Data for this task:
──────────────────────────────

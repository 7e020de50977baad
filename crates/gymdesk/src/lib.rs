//! Gymdesk domain library.
//!
//! Carries the appointment scheduling core (availability, validation, booking,
//! approval, discovery) and the AI coaching advisor, along with the shared
//! configuration, telemetry, and error plumbing used by the API service.

pub mod advisor;
pub mod config;
pub mod error;
pub mod scheduling;
pub mod telemetry;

──────────────────────────────

Return every record above exactly as it appears.

repository 7e020de50977baad
filename crates/gymdesk/src/lib.rs
//! Gymdesk domain library.
//!
//! Carries the appointment scheduling core (availability, validation, booking,
//! approval, discovery) and the AI coaching advisor, along with the shared
//! configuration, telemetry, and error plumbing used by the API service.

pub mod advisor;
pub mod config;
pub mod error;
pub mod scheduling;
pub mod telemetry;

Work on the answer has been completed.